Exercise objective: Below is a listing; repeat exactly the lines from the one containing "they were sent." to the one containing "const HiddenText = 0x40;", both included.

Working data:

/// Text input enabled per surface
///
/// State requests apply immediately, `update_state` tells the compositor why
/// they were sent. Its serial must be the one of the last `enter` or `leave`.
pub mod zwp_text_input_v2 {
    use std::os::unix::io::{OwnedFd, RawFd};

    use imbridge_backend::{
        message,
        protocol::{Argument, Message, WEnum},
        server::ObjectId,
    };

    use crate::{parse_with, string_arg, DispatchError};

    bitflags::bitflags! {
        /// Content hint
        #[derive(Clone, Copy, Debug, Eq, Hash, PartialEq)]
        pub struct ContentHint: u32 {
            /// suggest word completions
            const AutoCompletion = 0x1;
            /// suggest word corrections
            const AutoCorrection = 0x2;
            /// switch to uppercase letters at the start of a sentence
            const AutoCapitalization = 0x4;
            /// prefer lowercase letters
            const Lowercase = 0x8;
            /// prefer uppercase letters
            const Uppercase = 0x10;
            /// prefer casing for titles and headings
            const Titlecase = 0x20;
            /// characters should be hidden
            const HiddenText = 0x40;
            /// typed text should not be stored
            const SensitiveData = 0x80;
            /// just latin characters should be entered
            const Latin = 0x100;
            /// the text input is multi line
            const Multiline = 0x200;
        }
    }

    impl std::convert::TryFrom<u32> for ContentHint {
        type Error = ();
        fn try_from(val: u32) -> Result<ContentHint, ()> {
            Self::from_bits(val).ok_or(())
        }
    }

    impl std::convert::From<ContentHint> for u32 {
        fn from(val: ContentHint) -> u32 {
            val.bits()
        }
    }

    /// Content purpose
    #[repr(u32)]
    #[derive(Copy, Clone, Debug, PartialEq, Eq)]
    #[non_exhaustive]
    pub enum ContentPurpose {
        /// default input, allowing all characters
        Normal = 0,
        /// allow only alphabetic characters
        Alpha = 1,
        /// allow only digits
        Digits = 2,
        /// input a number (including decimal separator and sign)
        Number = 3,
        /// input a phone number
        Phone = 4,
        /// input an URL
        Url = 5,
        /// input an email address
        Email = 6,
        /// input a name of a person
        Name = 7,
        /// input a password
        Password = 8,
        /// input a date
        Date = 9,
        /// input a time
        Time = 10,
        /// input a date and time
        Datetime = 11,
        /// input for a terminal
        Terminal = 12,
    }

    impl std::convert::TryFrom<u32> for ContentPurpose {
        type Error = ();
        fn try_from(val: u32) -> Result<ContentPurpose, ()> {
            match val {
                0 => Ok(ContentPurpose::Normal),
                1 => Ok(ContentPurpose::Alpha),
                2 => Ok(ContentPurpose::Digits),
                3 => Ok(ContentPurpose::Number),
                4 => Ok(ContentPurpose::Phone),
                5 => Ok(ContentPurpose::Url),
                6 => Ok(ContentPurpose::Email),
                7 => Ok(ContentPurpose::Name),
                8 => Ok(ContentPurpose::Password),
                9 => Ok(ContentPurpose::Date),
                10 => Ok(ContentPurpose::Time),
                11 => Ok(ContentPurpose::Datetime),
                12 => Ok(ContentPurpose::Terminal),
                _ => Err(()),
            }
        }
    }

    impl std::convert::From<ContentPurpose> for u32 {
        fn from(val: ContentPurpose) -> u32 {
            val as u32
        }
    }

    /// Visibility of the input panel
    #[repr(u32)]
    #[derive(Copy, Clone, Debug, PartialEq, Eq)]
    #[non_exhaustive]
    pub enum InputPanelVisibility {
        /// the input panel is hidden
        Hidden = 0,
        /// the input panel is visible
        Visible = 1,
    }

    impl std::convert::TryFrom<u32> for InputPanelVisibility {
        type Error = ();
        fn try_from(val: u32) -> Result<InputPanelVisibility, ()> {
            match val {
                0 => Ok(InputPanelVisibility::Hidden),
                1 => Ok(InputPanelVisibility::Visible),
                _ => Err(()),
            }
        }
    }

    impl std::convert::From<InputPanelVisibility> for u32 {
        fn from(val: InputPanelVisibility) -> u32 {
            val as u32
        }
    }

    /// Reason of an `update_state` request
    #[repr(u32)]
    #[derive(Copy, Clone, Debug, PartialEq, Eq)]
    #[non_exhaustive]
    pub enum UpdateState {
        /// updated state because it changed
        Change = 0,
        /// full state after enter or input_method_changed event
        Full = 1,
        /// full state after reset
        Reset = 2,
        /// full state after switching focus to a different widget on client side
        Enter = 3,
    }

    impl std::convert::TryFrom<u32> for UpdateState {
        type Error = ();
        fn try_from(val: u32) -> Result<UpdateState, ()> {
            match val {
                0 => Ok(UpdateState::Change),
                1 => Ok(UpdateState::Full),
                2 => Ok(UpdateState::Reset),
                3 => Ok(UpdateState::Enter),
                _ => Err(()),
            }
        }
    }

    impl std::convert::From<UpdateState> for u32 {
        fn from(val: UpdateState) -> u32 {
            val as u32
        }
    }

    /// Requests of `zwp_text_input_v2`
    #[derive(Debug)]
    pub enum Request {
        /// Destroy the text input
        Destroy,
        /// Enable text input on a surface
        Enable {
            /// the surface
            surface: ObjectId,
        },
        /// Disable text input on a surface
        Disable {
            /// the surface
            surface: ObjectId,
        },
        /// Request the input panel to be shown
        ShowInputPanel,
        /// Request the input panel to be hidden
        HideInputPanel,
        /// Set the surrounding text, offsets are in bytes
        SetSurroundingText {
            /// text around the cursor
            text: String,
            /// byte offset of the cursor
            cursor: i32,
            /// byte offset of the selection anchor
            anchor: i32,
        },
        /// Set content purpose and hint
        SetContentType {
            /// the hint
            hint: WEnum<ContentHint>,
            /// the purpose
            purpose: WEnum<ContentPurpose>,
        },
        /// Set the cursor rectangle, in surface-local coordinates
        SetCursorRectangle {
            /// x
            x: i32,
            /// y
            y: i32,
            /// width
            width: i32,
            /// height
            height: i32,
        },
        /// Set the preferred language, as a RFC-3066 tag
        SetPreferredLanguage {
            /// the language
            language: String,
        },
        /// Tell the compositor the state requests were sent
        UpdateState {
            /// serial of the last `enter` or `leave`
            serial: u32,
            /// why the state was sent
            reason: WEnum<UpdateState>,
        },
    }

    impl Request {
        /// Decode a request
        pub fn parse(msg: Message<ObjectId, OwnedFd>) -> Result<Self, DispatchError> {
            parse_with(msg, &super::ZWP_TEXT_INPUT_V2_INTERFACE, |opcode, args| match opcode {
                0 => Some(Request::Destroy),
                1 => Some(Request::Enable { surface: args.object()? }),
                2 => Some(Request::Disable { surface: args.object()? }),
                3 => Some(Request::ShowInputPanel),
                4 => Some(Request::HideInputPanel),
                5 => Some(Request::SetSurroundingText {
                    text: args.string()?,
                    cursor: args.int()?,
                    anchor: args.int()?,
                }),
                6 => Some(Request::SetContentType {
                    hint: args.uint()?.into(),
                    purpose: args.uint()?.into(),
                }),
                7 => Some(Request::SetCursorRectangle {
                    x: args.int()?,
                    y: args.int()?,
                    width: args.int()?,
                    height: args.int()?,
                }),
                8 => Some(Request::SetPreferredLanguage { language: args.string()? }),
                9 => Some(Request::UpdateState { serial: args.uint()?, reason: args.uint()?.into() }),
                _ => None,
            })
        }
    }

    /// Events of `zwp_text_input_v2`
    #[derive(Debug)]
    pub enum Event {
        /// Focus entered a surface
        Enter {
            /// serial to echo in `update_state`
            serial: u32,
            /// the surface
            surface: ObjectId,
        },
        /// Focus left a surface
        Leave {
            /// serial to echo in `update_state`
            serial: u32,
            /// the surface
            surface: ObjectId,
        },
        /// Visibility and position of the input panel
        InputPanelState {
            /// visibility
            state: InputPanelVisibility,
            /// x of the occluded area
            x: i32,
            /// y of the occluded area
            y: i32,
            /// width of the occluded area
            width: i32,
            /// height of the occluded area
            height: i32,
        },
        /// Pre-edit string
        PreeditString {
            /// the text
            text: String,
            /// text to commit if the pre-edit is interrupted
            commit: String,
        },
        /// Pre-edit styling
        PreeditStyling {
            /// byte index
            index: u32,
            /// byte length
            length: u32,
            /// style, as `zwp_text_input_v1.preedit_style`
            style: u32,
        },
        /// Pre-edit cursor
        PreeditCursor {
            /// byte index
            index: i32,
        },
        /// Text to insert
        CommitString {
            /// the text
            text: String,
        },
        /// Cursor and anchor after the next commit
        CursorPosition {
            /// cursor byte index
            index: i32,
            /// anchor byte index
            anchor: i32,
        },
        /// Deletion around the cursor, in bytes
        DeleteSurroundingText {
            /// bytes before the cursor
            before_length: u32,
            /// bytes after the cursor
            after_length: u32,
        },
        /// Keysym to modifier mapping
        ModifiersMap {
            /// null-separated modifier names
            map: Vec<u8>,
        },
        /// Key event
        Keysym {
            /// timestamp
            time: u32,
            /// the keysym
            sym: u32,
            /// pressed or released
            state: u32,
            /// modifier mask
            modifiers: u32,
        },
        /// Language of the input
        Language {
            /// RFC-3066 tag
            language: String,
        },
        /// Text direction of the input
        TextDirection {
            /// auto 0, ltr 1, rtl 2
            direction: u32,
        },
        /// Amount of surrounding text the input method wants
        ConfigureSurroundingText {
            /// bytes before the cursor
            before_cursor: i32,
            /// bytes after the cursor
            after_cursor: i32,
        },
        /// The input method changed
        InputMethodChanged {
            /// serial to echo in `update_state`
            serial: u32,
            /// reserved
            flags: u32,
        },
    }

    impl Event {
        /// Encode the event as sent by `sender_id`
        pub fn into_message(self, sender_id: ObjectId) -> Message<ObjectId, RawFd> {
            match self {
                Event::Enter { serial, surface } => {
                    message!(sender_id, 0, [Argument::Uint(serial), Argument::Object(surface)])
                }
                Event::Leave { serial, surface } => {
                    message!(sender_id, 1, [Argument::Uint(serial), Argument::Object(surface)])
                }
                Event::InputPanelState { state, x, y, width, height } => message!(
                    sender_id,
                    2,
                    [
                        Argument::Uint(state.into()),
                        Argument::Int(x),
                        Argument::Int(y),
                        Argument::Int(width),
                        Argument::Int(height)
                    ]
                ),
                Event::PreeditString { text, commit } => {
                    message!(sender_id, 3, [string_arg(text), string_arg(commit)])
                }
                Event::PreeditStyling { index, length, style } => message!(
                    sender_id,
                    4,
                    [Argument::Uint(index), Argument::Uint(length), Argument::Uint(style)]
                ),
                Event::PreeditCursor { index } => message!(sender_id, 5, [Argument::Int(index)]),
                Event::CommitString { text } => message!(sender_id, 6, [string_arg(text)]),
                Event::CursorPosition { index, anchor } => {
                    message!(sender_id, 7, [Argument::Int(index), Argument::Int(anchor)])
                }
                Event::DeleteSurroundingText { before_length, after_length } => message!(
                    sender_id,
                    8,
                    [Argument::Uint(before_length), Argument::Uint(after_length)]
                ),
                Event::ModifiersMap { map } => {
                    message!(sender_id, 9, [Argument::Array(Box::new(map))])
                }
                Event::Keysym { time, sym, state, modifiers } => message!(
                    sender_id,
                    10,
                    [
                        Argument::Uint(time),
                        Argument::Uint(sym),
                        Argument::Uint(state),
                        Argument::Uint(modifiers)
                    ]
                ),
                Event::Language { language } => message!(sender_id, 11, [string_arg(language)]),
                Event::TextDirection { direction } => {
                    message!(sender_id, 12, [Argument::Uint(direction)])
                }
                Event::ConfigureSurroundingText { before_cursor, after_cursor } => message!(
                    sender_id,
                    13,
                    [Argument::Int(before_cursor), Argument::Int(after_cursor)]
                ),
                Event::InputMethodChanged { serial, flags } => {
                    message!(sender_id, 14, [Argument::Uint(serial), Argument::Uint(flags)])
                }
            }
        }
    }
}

Response area:
/// they were sent. Its serial must be the one of the last `enter` or `leave`.
pub mod zwp_text_input_v2 {
    use std::os::unix::io::{OwnedFd, RawFd};

    use imbridge_backend::{
        message,
        protocol::{Argument, Message, WEnum},
        server::ObjectId,
    };

    use crate::{parse_with, string_arg, DispatchError};

    bitflags::bitflags! {
        /// Content hint
        #[derive(Clone, Copy, Debug, Eq, Hash, PartialEq)]
        pub struct ContentHint: u32 {
            /// suggest word completions
            const AutoCompletion = 0x1;
            /// suggest word corrections
            const AutoCorrection = 0x2;
            /// switch to uppercase letters at the start of a sentence
            const AutoCapitalization = 0x4;
            /// prefer lowercase letters
            const Lowercase = 0x8;
            /// prefer uppercase letters
            const Uppercase = 0x10;
            /// prefer casing for titles and headings
            const Titlecase = 0x20;
            /// characters should be hidden
            const HiddenText = 0x40;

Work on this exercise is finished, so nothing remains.